╭──

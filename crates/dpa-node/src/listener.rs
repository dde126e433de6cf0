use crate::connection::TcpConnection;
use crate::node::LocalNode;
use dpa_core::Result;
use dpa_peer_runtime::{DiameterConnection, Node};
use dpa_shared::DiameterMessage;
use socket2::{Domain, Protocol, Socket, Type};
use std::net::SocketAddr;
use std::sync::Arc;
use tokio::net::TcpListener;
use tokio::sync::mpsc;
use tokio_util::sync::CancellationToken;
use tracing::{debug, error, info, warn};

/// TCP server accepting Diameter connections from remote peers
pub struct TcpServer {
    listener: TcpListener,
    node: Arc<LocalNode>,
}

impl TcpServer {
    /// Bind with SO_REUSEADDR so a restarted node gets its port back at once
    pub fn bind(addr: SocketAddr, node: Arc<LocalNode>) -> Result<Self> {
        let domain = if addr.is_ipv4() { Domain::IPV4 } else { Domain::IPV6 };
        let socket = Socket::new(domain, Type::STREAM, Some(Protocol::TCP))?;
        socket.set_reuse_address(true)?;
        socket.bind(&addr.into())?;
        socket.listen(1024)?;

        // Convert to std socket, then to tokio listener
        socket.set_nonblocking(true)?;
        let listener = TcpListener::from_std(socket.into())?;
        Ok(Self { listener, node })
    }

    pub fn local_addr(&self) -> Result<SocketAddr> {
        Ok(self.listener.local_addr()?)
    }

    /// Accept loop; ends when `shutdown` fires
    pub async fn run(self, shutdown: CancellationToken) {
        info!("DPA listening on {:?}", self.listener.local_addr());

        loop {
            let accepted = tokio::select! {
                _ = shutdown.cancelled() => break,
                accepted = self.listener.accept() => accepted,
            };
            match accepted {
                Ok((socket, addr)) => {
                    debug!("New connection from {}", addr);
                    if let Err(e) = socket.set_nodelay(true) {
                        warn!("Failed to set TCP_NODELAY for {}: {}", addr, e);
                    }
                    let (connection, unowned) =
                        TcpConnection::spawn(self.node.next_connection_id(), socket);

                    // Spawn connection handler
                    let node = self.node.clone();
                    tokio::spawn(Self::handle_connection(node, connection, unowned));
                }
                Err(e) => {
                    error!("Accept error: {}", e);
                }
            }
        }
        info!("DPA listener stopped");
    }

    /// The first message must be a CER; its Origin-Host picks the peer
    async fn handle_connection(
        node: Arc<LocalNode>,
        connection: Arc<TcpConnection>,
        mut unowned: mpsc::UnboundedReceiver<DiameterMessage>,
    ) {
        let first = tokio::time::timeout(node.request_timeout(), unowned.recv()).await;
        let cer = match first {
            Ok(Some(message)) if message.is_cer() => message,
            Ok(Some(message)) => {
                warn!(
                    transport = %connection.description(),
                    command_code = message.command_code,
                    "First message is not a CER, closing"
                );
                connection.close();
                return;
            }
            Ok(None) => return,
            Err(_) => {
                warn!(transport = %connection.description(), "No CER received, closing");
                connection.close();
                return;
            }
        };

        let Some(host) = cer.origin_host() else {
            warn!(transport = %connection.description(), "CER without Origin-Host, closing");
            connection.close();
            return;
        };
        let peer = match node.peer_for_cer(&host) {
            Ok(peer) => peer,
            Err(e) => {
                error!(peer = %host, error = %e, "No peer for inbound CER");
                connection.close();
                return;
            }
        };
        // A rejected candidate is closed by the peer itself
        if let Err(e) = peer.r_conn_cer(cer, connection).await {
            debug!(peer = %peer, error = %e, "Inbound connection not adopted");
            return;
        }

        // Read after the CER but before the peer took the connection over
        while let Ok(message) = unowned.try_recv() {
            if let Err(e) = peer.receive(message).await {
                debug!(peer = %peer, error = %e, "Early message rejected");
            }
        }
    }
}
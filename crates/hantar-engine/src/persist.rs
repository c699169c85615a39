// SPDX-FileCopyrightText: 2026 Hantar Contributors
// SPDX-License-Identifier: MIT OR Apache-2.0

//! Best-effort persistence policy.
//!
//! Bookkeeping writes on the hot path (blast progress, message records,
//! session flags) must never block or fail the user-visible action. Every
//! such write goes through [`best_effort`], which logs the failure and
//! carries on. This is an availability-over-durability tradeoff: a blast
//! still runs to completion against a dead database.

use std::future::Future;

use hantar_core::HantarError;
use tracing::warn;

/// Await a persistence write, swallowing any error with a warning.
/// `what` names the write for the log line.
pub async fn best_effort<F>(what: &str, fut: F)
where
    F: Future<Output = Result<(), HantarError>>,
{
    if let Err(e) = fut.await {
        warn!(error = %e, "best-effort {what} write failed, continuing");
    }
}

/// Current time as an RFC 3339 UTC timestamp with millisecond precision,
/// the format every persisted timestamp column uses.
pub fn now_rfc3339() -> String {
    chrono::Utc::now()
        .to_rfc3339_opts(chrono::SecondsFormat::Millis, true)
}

╰──

### EXERCISE PROMPT
Gather and copy every line of the data in which the string "Future" is found.

### WRITTEN RESPONSE
use std::future::Future;
    F: Future<Output = Result<(), HantarError>>,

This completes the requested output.